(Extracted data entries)
+--

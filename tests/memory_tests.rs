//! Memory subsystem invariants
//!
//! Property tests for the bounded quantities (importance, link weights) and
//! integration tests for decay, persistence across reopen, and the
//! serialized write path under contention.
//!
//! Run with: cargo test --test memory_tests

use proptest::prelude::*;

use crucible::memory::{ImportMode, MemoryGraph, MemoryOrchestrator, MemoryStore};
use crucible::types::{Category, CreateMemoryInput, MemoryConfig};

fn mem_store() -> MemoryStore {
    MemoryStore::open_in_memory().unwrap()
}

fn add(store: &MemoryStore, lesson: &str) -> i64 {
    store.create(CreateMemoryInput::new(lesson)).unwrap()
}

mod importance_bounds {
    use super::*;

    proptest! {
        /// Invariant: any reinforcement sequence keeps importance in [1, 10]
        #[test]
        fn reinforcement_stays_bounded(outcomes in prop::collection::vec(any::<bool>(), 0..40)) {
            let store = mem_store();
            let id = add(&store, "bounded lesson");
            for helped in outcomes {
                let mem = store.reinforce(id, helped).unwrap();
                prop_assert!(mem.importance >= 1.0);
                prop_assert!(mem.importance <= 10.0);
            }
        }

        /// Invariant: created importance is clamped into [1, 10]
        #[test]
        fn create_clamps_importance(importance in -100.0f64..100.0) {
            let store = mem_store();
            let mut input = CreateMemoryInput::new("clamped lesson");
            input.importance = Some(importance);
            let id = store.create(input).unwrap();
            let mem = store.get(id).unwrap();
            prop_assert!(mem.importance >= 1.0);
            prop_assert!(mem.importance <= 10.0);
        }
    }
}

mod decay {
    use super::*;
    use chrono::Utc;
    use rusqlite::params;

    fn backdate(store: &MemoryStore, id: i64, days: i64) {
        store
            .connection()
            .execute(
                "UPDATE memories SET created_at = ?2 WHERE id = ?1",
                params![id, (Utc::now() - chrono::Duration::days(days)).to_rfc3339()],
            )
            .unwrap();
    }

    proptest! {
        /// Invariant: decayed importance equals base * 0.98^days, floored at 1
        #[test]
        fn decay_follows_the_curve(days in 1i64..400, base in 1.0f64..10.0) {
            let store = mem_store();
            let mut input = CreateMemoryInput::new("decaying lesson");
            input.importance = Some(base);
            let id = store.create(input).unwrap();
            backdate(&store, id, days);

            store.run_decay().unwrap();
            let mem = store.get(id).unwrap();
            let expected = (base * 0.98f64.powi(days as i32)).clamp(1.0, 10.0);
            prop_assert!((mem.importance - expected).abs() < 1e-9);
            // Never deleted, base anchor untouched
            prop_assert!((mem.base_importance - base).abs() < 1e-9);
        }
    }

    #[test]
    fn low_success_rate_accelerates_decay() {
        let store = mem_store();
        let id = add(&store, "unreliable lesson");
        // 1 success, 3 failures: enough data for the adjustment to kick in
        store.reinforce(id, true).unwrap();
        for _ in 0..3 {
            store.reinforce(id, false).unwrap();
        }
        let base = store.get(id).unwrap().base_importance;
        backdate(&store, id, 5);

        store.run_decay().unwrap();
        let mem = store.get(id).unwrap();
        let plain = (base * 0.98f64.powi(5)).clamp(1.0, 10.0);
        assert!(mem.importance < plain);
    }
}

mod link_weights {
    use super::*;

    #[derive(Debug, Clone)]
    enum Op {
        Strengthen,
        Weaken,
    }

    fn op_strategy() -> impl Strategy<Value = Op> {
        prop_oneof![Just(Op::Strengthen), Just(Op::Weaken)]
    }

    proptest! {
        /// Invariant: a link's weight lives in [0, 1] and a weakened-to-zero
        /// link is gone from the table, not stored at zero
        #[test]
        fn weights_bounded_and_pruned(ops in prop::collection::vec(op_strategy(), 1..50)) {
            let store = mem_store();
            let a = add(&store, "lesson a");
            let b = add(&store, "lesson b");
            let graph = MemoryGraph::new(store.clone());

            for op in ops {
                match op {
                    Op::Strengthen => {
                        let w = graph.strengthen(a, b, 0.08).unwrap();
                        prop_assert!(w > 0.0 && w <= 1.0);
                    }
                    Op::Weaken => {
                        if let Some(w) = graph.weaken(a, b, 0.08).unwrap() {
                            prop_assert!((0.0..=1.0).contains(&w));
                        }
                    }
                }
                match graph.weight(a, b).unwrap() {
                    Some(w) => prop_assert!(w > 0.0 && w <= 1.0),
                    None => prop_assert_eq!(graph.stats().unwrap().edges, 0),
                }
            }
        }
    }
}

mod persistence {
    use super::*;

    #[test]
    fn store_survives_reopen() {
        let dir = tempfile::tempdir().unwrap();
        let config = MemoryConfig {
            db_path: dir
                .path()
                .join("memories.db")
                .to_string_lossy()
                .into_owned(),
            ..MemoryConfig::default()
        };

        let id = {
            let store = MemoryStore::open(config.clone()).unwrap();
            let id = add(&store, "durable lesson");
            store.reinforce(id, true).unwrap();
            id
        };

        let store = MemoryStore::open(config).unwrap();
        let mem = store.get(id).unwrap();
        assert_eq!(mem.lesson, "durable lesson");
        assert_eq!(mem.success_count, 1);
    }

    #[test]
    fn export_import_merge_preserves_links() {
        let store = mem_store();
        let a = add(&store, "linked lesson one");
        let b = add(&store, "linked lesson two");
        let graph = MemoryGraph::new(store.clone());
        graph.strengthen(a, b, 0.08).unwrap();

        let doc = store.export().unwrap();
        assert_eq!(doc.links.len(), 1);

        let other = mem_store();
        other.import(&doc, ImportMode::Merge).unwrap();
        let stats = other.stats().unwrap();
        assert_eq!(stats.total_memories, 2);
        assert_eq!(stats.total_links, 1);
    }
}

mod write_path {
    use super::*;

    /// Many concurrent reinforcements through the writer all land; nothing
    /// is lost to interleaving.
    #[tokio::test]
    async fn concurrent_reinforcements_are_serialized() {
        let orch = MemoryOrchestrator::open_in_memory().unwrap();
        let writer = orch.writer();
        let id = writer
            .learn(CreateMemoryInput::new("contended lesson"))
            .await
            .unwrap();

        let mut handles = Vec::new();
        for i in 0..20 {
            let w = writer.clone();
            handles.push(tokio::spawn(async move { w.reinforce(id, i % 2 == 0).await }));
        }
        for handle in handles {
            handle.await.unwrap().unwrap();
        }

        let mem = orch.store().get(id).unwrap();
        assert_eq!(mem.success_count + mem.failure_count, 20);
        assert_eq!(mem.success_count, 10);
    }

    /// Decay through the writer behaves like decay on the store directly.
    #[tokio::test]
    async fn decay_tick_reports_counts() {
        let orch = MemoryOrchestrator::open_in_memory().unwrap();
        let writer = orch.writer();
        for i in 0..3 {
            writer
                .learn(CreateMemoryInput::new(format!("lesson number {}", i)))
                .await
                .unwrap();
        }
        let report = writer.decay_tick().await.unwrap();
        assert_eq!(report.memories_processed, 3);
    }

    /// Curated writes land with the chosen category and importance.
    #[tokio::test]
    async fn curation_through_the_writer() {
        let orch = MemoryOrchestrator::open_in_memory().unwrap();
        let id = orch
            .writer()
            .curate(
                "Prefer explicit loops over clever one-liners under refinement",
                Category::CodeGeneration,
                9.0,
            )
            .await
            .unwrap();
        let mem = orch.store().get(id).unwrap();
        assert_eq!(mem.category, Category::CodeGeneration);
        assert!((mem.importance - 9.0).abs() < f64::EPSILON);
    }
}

+--

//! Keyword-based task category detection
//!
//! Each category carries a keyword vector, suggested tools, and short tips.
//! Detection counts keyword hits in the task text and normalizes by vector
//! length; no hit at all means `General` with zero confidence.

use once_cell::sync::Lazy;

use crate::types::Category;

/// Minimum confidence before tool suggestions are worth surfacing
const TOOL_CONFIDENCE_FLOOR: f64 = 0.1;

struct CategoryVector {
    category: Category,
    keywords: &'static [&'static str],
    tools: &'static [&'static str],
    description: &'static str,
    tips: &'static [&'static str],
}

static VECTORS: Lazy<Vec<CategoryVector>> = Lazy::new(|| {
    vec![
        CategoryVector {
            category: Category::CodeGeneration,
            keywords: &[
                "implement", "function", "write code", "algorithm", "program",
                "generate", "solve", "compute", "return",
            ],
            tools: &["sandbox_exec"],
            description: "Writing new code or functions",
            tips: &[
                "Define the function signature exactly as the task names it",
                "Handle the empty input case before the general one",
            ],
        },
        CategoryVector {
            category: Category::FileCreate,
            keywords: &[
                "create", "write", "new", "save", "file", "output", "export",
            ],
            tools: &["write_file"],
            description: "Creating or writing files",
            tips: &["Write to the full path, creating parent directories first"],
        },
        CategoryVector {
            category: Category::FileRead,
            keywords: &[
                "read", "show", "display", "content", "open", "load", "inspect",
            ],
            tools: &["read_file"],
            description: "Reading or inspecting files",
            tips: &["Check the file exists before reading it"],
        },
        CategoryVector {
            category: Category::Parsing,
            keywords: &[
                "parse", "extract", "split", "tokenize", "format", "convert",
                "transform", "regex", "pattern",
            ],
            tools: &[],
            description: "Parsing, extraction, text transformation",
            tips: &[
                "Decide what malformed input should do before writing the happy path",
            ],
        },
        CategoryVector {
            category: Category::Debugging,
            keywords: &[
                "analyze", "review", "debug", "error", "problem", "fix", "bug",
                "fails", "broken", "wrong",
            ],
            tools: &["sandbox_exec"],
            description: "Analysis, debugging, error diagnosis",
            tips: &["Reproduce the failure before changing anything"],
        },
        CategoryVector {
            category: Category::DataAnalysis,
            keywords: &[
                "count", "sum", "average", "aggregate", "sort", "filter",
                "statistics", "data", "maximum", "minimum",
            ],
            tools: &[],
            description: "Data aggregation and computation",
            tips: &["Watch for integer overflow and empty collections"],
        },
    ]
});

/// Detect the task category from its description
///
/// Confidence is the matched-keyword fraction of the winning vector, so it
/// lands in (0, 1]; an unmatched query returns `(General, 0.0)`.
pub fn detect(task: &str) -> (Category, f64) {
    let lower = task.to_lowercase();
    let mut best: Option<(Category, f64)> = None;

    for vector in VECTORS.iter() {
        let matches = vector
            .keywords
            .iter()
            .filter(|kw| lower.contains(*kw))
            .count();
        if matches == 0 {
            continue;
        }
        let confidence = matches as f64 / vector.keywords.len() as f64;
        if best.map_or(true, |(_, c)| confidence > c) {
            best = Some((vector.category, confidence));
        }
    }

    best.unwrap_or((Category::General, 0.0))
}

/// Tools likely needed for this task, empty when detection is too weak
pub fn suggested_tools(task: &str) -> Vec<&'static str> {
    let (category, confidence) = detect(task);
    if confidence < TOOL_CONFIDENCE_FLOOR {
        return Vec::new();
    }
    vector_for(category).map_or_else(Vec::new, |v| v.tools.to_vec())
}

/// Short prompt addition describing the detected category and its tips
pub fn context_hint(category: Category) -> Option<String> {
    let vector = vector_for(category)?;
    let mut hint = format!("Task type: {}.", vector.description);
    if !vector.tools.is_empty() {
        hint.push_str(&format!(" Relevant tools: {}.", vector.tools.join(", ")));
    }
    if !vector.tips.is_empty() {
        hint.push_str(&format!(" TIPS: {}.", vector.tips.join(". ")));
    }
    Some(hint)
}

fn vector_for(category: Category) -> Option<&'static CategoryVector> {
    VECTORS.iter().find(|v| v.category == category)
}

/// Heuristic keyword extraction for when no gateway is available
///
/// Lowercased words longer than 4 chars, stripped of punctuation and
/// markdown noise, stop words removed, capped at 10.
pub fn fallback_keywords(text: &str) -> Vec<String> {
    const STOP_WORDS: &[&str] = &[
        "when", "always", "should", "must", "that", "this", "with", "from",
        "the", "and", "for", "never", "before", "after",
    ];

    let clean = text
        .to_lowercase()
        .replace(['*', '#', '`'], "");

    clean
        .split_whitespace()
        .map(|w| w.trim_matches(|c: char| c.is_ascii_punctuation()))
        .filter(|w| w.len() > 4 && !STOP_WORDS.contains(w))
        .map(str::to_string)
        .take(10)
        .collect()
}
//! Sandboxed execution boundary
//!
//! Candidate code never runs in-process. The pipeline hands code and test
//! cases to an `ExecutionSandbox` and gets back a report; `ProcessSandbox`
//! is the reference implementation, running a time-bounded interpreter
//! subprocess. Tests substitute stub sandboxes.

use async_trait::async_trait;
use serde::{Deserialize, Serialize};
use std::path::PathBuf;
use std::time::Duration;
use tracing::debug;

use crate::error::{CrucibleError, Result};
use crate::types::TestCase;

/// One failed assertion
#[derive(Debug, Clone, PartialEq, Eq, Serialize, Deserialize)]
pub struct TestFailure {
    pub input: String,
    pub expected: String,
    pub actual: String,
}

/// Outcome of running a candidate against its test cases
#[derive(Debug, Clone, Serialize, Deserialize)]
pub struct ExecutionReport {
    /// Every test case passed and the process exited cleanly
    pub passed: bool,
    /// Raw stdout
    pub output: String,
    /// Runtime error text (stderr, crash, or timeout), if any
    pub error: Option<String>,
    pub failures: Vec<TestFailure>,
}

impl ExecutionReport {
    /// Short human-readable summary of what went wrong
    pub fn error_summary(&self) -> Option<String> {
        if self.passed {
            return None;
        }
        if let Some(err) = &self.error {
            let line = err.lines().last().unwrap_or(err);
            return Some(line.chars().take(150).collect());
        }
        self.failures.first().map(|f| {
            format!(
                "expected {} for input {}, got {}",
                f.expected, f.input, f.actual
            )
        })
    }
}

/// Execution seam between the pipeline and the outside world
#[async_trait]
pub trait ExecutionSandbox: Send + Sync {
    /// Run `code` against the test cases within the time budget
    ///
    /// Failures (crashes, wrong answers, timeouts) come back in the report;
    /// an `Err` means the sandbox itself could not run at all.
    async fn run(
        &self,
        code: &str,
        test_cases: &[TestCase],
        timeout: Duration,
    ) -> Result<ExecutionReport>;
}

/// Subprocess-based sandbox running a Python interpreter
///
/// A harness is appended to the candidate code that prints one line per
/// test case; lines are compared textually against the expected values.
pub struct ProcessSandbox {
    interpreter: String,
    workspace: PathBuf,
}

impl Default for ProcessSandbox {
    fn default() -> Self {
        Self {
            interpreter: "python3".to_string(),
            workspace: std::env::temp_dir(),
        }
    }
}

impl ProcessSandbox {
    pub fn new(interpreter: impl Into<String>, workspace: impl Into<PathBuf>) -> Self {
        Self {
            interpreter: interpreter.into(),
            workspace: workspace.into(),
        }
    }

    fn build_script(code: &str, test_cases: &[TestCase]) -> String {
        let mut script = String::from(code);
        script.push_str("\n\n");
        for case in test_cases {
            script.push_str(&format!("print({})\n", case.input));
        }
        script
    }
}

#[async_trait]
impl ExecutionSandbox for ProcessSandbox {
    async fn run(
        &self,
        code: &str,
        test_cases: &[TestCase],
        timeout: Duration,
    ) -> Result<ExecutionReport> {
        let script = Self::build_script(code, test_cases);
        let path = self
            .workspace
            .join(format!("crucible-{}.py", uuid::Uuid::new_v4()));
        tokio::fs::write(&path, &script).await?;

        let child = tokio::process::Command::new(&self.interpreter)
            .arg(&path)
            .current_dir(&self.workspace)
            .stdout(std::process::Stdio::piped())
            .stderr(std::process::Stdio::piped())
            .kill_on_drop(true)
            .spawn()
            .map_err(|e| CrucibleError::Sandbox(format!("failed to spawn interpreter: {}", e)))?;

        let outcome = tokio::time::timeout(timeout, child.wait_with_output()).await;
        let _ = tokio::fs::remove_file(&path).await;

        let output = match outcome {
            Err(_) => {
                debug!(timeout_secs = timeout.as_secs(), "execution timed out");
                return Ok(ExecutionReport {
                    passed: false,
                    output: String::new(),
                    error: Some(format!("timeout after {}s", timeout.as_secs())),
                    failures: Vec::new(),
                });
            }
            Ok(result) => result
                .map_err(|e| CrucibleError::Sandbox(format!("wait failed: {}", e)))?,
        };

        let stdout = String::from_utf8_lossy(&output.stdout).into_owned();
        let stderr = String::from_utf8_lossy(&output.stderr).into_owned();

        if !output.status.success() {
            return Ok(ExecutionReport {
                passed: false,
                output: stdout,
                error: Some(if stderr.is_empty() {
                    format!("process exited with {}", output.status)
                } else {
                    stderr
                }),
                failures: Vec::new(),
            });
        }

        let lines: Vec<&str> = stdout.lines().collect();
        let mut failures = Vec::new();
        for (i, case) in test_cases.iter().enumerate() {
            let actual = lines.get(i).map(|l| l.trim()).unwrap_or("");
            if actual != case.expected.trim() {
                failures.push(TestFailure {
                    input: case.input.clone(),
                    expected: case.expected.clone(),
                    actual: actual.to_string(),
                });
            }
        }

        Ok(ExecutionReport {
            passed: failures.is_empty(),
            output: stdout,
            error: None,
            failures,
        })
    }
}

+--

## TASK STATEMENT
From the records above, transcribe exactly the run of lines that opens with the line holding "let config = MemoryConfig" and closes with the line holding "async fn decay_tick_reports_counts()", both included.

## FINAL ANSWER
        let config = MemoryConfig {
            db_path: dir
                .path()
                .join("memories.db")
                .to_string_lossy()
                .into_owned(),
            ..MemoryConfig::default()
        };

        let id = {
            let store = MemoryStore::open(config.clone()).unwrap();
            let id = add(&store, "durable lesson");
            store.reinforce(id, true).unwrap();
            id
        };

        let store = MemoryStore::open(config).unwrap();
        let mem = store.get(id).unwrap();
        assert_eq!(mem.lesson, "durable lesson");
        assert_eq!(mem.success_count, 1);
    }

    #[test]
    fn export_import_merge_preserves_links() {
        let store = mem_store();
        let a = add(&store, "linked lesson one");
        let b = add(&store, "linked lesson two");
        let graph = MemoryGraph::new(store.clone());
        graph.strengthen(a, b, 0.08).unwrap();

        let doc = store.export().unwrap();
        assert_eq!(doc.links.len(), 1);

        let other = mem_store();
        other.import(&doc, ImportMode::Merge).unwrap();
        let stats = other.stats().unwrap();
        assert_eq!(stats.total_memories, 2);
        assert_eq!(stats.total_links, 1);
    }
}

mod write_path {
    use super::*;

    /// Many concurrent reinforcements through the writer all land; nothing
    /// is lost to interleaving.
    #[tokio::test]
    async fn concurrent_reinforcements_are_serialized() {
        let orch = MemoryOrchestrator::open_in_memory().unwrap();
        let writer = orch.writer();
        let id = writer
            .learn(CreateMemoryInput::new("contended lesson"))
            .await
            .unwrap();

        let mut handles = Vec::new();
        for i in 0..20 {
            let w = writer.clone();
            handles.push(tokio::spawn(async move { w.reinforce(id, i % 2 == 0).await }));
        }
        for handle in handles {
            handle.await.unwrap().unwrap();
        }

        let mem = orch.store().get(id).unwrap();
        assert_eq!(mem.success_count + mem.failure_count, 20);
        assert_eq!(mem.success_count, 10);
    }

    /// Decay through the writer behaves like decay on the store directly.
    #[tokio::test]
    async fn decay_tick_reports_counts() {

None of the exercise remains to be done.